- **Data provided**

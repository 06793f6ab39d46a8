//! Fallback reconciler.
//!
//! One cycle:
//! - Reads every fallback rule and groups them by source cluster/workspace
//! - Pages through the pending job runs of each source group
//! - Moves every run older than the stuck threshold to the destination of
//!   its matching rule
//!
//! Cycles are single-flight per reconciler: a cycle requested while another
//! is executing is skipped, not queued.

use std::sync::atomic::{AtomicBool, Ordering};
use std::sync::Arc;
use std::time::Duration;

use chrono::Utc;
use fallback_reconcile::{
    group_rules, is_stuck, JobRunStatus, MigrationLedger, Pager, RuleGroup, SourceKey,
};
use tracing::{debug, error, info, instrument, warn};

use crate::compute::{ComputeClient, ComputeError, Credential, JobRunQuery};
use crate::config::SchedulerConfig;
use crate::migration::{MigrationExecutor, MigrationOutcome, MigrationSettings};
use crate::rules::{RuleStore, RuleStoreError};

/// Errors that abort a cycle or a single source group.
#[derive(Debug, thiserror::Error)]
pub enum SchedulerError {
    #[error("failed to load fallback rules: {0}")]
    RuleStore(#[from] RuleStoreError),

    #[error("no service credential configured")]
    MissingCredential,

    #[error("failed to list job runs in {location}: {error}")]
    ListJobRuns {
        location: SourceKey,
        #[source]
        error: ComputeError,
    },
}

/// Reconciler settings, read once at startup.
#[derive(Debug, Clone)]
pub struct ReconcilerSettings {
    /// Scheduled cycles run only when enabled. Manual cycles ignore this.
    pub enabled: bool,
    pub stuck_threshold_minutes: u64,
    pub page_size: u32,
    pub migration: MigrationSettings,
    pub ledger_ttl: Duration,
}

impl ReconcilerSettings {
    pub fn from_config(config: &SchedulerConfig) -> Self {
        Self {
            enabled: config.enabled,
            stuck_threshold_minutes: config.stuck_threshold_minutes,
            page_size: fallback_reconcile::DEFAULT_PAGE_SIZE,
            migration: MigrationSettings {
                trigger_delay: config.trigger_delay,
                retry: fallback_reconcile::RetryPolicy::fixed(
                    config.trigger_max_retries,
                    config.trigger_retry_delay,
                ),
            },
            ledger_ttl: config.ledger_ttl,
        }
    }
}

impl Default for ReconcilerSettings {
    fn default() -> Self {
        Self::from_config(&SchedulerConfig::default())
    }
}

/// What started a cycle.
#[derive(Debug, Clone, Copy, PartialEq, Eq)]
pub enum CycleTrigger {
    /// The periodic worker.
    Scheduled,
    /// An operator (`run-once`).
    Manual,
}

/// Why a cycle did nothing.
#[derive(Debug, Clone, Copy, PartialEq, Eq)]
pub enum SkipReason {
    Disabled,
    MissingCredential,
    AlreadyRunning,
    NoRules,
}

/// Counters for one completed cycle.
#[derive(Debug, Clone, Default, PartialEq, Eq)]
pub struct CycleStats {
    pub groups_processed: usize,
    pub groups_failed: usize,
    pub runs_evaluated: usize,
    pub runs_stuck: usize,
    pub runs_unmatched: usize,
    pub migrations_succeeded: usize,
    pub migrations_failed: usize,
}

impl CycleStats {
    fn absorb(&mut self, group: &GroupStats) {
        self.runs_evaluated += group.runs_evaluated;
        self.runs_stuck += group.runs_stuck;
        self.runs_unmatched += group.runs_unmatched;
        self.migrations_succeeded += group.migrations_succeeded;
        self.migrations_failed += group.migrations_failed;
    }
}

/// Result of [`FallbackReconciler::run_cycle`].
#[derive(Debug)]
pub enum CycleOutcome {
    Skipped(SkipReason),
    Completed(CycleStats),
    /// The cycle failed before any group was processed.
    Aborted(SchedulerError),
}

#[derive(Debug, Default)]
struct GroupStats {
    runs_evaluated: usize,
    runs_stuck: usize,
    runs_unmatched: usize,
    migrations_succeeded: usize,
    migrations_failed: usize,
}

/// Clears the running flag when dropped.
struct CycleGuard<'a>(&'a AtomicBool);

impl<'a> CycleGuard<'a> {
    fn acquire(flag: &'a AtomicBool) -> Option<Self> {
        flag.compare_exchange(false, true, Ordering::AcqRel, Ordering::Acquire)
            .ok()
            .map(|_| Self(flag))
    }
}

impl Drop for CycleGuard<'_> {
    fn drop(&mut self) {
        self.0.store(false, Ordering::Release);
    }
}

/// The fallback reconciler.
pub struct FallbackReconciler {
    settings: ReconcilerSettings,
    credential: Option<Credential>,
    rules: Arc<dyn RuleStore>,
    client: Arc<dyn ComputeClient>,
    executor: MigrationExecutor,
    running: AtomicBool,
}

impl FallbackReconciler {
    pub fn new(
        settings: ReconcilerSettings,
        credential: Option<Credential>,
        rules: Arc<dyn RuleStore>,
        client: Arc<dyn ComputeClient>,
    ) -> Self {
        let executor = MigrationExecutor::new(
            client.clone(),
            settings.migration.clone(),
            MigrationLedger::new(settings.ledger_ttl),
        );

        Self {
            settings,
            credential,
            rules,
            client,
            executor,
            running: AtomicBool::new(false),
        }
    }

    pub fn settings(&self) -> &ReconcilerSettings {
        &self.settings
    }

    pub fn credential(&self) -> Option<&Credential> {
        self.credential.as_ref()
    }

    pub(crate) fn rule_store(&self) -> &dyn RuleStore {
        self.rules.as_ref()
    }

    pub fn executor(&self) -> &MigrationExecutor {
        &self.executor
    }

    /// Whether a cycle is executing right now.
    pub fn is_running(&self) -> bool {
        self.running.load(Ordering::Acquire)
    }

    /// Run one reconciliation cycle.
    #[instrument(skip(self))]
    pub async fn run_cycle(&self, trigger: CycleTrigger) -> CycleOutcome {
        if trigger == CycleTrigger::Scheduled && !self.settings.enabled {
            debug!("Fallback scheduler disabled; skipping cycle");
            return CycleOutcome::Skipped(SkipReason::Disabled);
        }

        let Some(auth) = self.credential.as_ref() else {
            debug!("No service credential configured; skipping cycle");
            return CycleOutcome::Skipped(SkipReason::MissingCredential);
        };

        let Some(_guard) = CycleGuard::acquire(&self.running) else {
            warn!("Previous fallback cycle is still running; skipping this one");
            return CycleOutcome::Skipped(SkipReason::AlreadyRunning);
        };

        info!("Starting stuck job check");
        match self.reconcile_all(auth).await {
            Ok(outcome) => outcome,
            Err(e) => {
                error!(error = %e, "Stuck job check failed");
                CycleOutcome::Aborted(e)
            }
        }
    }

    async fn reconcile_all(&self, auth: &Credential) -> Result<CycleOutcome, SchedulerError> {
        self.executor.prune_ledger().await;

        let rules = self.rules.list_rules().await?;
        if rules.is_empty() {
            debug!("No fallback rules configured");
            return Ok(CycleOutcome::Skipped(SkipReason::NoRules));
        }

        let total_rules = rules.len();
        let groups = group_rules(rules);
        info!(
            rule_count = total_rules,
            source_count = groups.len(),
            "Loaded fallback rules"
        );

        let mut stats = CycleStats::default();
        for group in groups.values() {
            match self.reconcile_group(auth, group).await {
                Ok(group_stats) => {
                    stats.groups_processed += 1;
                    stats.absorb(&group_stats);
                }
                Err(e) => {
                    error!(
                        source_cluster_id = %group.source.cluster_id,
                        source_workspace_id = %group.source.workspace_id,
                        error = %e,
                        "Failed to process source group"
                    );
                    stats.groups_failed += 1;
                }
            }
        }

        info!(
            groups_processed = stats.groups_processed,
            groups_failed = stats.groups_failed,
            runs_evaluated = stats.runs_evaluated,
            runs_stuck = stats.runs_stuck,
            runs_unmatched = stats.runs_unmatched,
            migrations_succeeded = stats.migrations_succeeded,
            migrations_failed = stats.migrations_failed,
            "Stuck job check complete"
        );

        Ok(CycleOutcome::Completed(stats))
    }

    /// Page through one source group and migrate its stuck runs.
    #[instrument(
        skip_all,
        fields(
            source_cluster_id = %group.source.cluster_id,
            source_workspace_id = %group.source.workspace_id,
        )
    )]
    async fn reconcile_group(
        &self,
        auth: &Credential,
        group: &RuleGroup,
    ) -> Result<GroupStats, SchedulerError> {
        let mut stats = GroupStats::default();
        let mut pager = Pager::new(self.settings.page_size);

        while let Some(page) = self.next_page(auth, &group.source, &mut pager).await? {
            let now = Utc::now().timestamp_millis();
            for run in &page {
                stats.runs_evaluated += 1;
                if !is_stuck(run, now, self.settings.stuck_threshold_minutes) {
                    continue;
                }
                stats.runs_stuck += 1;

                let Some(rule) = group.match_run(run) else {
                    debug!(
                        job_run_id = %run.id,
                        application_id = %run.application_id,
                        "No fallback rule matches stuck job"
                    );
                    stats.runs_unmatched += 1;
                    continue;
                };

                match self.executor.migrate(auth, run, rule).await {
                    MigrationOutcome::Completed { .. } => stats.migrations_succeeded += 1,
                    MigrationOutcome::Failed(_) => stats.migrations_failed += 1,
                }
            }
        }

        log_group_summary(&stats);
        Ok(stats)
    }

    /// Fetch the next page of pending runs for `source`, or `None` once the
    /// listing is exhausted.
    pub(crate) async fn next_page(
        &self,
        auth: &Credential,
        source: &SourceKey,
        pager: &mut Pager,
    ) -> Result<Option<Vec<fallback_reconcile::JobRun>>, SchedulerError> {
        let Some(request) = pager.next_request() else {
            return Ok(None);
        };

        let query = JobRunQuery {
            statuses: JobRunStatus::PENDING.to_vec(),
            limit: request.limit,
            offset: request.offset,
        };
        let page = self
            .client
            .list_job_runs(auth, &source.cluster_id, &source.workspace_id, &query)
            .await
            .map_err(|error| SchedulerError::ListJobRuns {
                location: source.clone(),
                error,
            })?;

        debug!(
            offset = request.offset,
            returned = page.runs.len(),
            has_more = page.has_more,
            "Fetched job run page"
        );
        pager.advance(page.runs.len(), page.has_more);

        Ok(Some(page.runs))
    }
}

fn log_group_summary(stats: &GroupStats) {
    info!(
        runs_evaluated = stats.runs_evaluated,
        runs_stuck = stats.runs_stuck,
        runs_unmatched = stats.runs_unmatched,
        migrations_succeeded = stats.migrations_succeeded,
        migrations_failed = stats.migrations_failed,
        "Processed job runs for source"
    );
}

- **Directions for this task**
Print only what lies in the material above starting at the line with "let mut stats = CycleStats::default();" and ending at the line with "its stuck runs.", every line exactly as given.

- **Expected output**
        let mut stats = CycleStats::default();
        for group in groups.values() {
            match self.reconcile_group(auth, group).await {
                Ok(group_stats) => {
                    stats.groups_processed += 1;
                    stats.absorb(&group_stats);
                }
                Err(e) => {
                    error!(
                        source_cluster_id = %group.source.cluster_id,
                        source_workspace_id = %group.source.workspace_id,
                        error = %e,
                        "Failed to process source group"
                    );
                    stats.groups_failed += 1;
                }
            }
        }

        info!(
            groups_processed = stats.groups_processed,
            groups_failed = stats.groups_failed,
            runs_evaluated = stats.runs_evaluated,
            runs_stuck = stats.runs_stuck,
            runs_unmatched = stats.runs_unmatched,
            migrations_succeeded = stats.migrations_succeeded,
            migrations_failed = stats.migrations_failed,
            "Stuck job check complete"
        );

        Ok(CycleOutcome::Completed(stats))
    }

    /// Page through one source group and migrate its stuck runs.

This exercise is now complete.